**TASK STATEMENT**
What this exercise calls for is an exact copy of the data.

RECORDS FOR THIS TASK START

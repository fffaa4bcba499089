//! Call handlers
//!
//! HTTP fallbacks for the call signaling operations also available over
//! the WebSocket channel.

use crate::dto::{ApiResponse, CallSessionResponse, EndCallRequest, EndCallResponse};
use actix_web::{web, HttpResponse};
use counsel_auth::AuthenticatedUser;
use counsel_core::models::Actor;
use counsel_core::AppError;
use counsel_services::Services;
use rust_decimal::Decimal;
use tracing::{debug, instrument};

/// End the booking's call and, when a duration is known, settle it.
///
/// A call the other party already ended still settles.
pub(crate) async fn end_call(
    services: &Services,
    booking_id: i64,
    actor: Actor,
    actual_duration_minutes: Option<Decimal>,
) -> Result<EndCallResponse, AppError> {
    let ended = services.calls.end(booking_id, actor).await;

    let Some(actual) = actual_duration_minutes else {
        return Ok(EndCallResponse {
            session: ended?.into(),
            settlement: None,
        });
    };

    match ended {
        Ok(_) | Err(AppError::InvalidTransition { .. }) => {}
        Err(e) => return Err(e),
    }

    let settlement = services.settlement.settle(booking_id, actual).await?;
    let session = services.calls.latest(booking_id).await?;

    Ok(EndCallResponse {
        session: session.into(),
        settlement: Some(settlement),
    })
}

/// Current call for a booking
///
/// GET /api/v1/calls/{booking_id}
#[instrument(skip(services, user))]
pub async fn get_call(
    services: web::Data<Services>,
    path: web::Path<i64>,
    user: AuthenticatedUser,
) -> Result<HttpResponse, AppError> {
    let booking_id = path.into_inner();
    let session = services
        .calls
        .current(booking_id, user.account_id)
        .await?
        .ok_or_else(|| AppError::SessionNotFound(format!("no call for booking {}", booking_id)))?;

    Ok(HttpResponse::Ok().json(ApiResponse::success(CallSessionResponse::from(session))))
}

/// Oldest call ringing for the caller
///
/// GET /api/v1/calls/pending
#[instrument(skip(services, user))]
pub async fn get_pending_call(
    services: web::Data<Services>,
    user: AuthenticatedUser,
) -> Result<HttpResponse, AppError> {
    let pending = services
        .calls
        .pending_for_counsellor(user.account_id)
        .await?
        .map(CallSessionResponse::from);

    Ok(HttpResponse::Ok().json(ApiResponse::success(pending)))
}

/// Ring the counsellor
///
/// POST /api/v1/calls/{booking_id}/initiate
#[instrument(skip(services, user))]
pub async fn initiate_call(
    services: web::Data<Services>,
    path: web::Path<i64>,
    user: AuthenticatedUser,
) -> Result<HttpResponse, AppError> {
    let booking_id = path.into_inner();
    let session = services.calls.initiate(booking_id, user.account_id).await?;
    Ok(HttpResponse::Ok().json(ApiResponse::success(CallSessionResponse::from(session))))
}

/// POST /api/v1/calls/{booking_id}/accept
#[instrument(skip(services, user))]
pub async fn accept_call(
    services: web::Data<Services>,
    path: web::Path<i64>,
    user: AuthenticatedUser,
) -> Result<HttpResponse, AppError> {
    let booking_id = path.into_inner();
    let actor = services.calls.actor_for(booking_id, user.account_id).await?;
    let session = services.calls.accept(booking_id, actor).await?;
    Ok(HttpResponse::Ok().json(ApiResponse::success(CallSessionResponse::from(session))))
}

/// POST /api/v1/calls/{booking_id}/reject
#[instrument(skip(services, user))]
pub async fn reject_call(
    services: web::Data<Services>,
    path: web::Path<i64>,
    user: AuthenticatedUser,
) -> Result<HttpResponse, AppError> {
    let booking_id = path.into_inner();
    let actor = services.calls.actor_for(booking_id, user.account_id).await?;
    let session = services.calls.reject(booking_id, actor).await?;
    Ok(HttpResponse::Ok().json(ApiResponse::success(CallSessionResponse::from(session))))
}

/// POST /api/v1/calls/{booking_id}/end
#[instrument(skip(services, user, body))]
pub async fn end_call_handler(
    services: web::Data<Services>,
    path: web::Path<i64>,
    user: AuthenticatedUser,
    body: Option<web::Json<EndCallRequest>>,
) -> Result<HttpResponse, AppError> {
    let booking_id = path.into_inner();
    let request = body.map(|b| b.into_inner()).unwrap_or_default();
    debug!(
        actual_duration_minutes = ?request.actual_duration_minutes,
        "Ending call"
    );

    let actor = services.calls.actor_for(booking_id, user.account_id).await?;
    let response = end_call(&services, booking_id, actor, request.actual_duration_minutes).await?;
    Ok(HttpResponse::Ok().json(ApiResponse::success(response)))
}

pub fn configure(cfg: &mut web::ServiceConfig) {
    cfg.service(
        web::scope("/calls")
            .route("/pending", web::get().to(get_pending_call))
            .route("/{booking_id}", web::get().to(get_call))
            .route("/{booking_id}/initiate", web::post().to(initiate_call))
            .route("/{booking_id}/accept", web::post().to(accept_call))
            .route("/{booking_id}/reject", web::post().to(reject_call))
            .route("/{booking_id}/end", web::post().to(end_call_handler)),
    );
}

RECORDS FOR THIS TASK END

**SOLUTION**
repository fffaa4bcba499089
//! Call handlers
//!
//! HTTP fallbacks for the call signaling operations also available over
//! the WebSocket channel.

use crate::dto::{ApiResponse, CallSessionResponse, EndCallRequest, EndCallResponse};
use actix_web::{web, HttpResponse};
use counsel_auth::AuthenticatedUser;
use counsel_core::models::Actor;
use counsel_core::AppError;
use counsel_services::Services;
use rust_decimal::Decimal;
use tracing::{debug, instrument};

/// End the booking's call and, when a duration is known, settle it.
///
/// A call the other party already ended still settles.
pub(crate) async fn end_call(
    services: &Services,
    booking_id: i64,
    actor: Actor,
    actual_duration_minutes: Option<Decimal>,
) -> Result<EndCallResponse, AppError> {
    let ended = services.calls.end(booking_id, actor).await;

    let Some(actual) = actual_duration_minutes else {
        return Ok(EndCallResponse {
            session: ended?.into(),
            settlement: None,
        });
    };

    match ended {
        Ok(_) | Err(AppError::InvalidTransition { .. }) => {}
        Err(e) => return Err(e),
    }

    let settlement = services.settlement.settle(booking_id, actual).await?;
    let session = services.calls.latest(booking_id).await?;

    Ok(EndCallResponse {
        session: session.into(),
        settlement: Some(settlement),
    })
}

/// Current call for a booking
///
/// GET /api/v1/calls/{booking_id}
#[instrument(skip(services, user))]
pub async fn get_call(
    services: web::Data<Services>,
    path: web::Path<i64>,
    user: AuthenticatedUser,
) -> Result<HttpResponse, AppError> {
    let booking_id = path.into_inner();
    let session = services
        .calls
        .current(booking_id, user.account_id)
        .await?
        .ok_or_else(|| AppError::SessionNotFound(format!("no call for booking {}", booking_id)))?;

    Ok(HttpResponse::Ok().json(ApiResponse::success(CallSessionResponse::from(session))))
}

/// Oldest call ringing for the caller
///
/// GET /api/v1/calls/pending
#[instrument(skip(services, user))]
pub async fn get_pending_call(
    services: web::Data<Services>,
    user: AuthenticatedUser,
) -> Result<HttpResponse, AppError> {
    let pending = services
        .calls
        .pending_for_counsellor(user.account_id)
        .await?
        .map(CallSessionResponse::from);

    Ok(HttpResponse::Ok().json(ApiResponse::success(pending)))
}

/// Ring the counsellor
///
/// POST /api/v1/calls/{booking_id}/initiate
#[instrument(skip(services, user))]
pub async fn initiate_call(
    services: web::Data<Services>,
    path: web::Path<i64>,
    user: AuthenticatedUser,
) -> Result<HttpResponse, AppError> {
    let booking_id = path.into_inner();
    let session = services.calls.initiate(booking_id, user.account_id).await?;
    Ok(HttpResponse::Ok().json(ApiResponse::success(CallSessionResponse::from(session))))
}

/// POST /api/v1/calls/{booking_id}/accept
#[instrument(skip(services, user))]
pub async fn accept_call(
    services: web::Data<Services>,
    path: web::Path<i64>,
    user: AuthenticatedUser,
) -> Result<HttpResponse, AppError> {
    let booking_id = path.into_inner();
    let actor = services.calls.actor_for(booking_id, user.account_id).await?;
    let session = services.calls.accept(booking_id, actor).await?;
    Ok(HttpResponse::Ok().json(ApiResponse::success(CallSessionResponse::from(session))))
}

/// POST /api/v1/calls/{booking_id}/reject
#[instrument(skip(services, user))]
pub async fn reject_call(
    services: web::Data<Services>,
    path: web::Path<i64>,
    user: AuthenticatedUser,
) -> Result<HttpResponse, AppError> {
    let booking_id = path.into_inner();
    let actor = services.calls.actor_for(booking_id, user.account_id).await?;
    let session = services.calls.reject(booking_id, actor).await?;
    Ok(HttpResponse::Ok().json(ApiResponse::success(CallSessionResponse::from(session))))
}

/// POST /api/v1/calls/{booking_id}/end
#[instrument(skip(services, user, body))]
pub async fn end_call_handler(
    services: web::Data<Services>,
    path: web::Path<i64>,
    user: AuthenticatedUser,
    body: Option<web::Json<EndCallRequest>>,
) -> Result<HttpResponse, AppError> {
    let booking_id = path.into_inner();
    let request = body.map(|b| b.into_inner()).unwrap_or_default();
    debug!(
        actual_duration_minutes = ?request.actual_duration_minutes,
        "Ending call"
    );

    let actor = services.calls.actor_for(booking_id, user.account_id).await?;
    let response = end_call(&services, booking_id, actor, request.actual_duration_minutes).await?;
    Ok(HttpResponse::Ok().json(ApiResponse::success(response)))
}

pub fn configure(cfg: &mut web::ServiceConfig) {
    cfg.service(
        web::scope("/calls")
            .route("/pending", web::get().to(get_pending_call))
            .route("/{booking_id}", web::get().to(get_call))
            .route("/{booking_id}/initiate", web::post().to(initiate_call))
            .route("/{booking_id}/accept", web::post().to(accept_call))
            .route("/{booking_id}/reject", web::post().to(reject_call))
            .route("/{booking_id}/end", web::post().to(end_call_handler)),
    );
}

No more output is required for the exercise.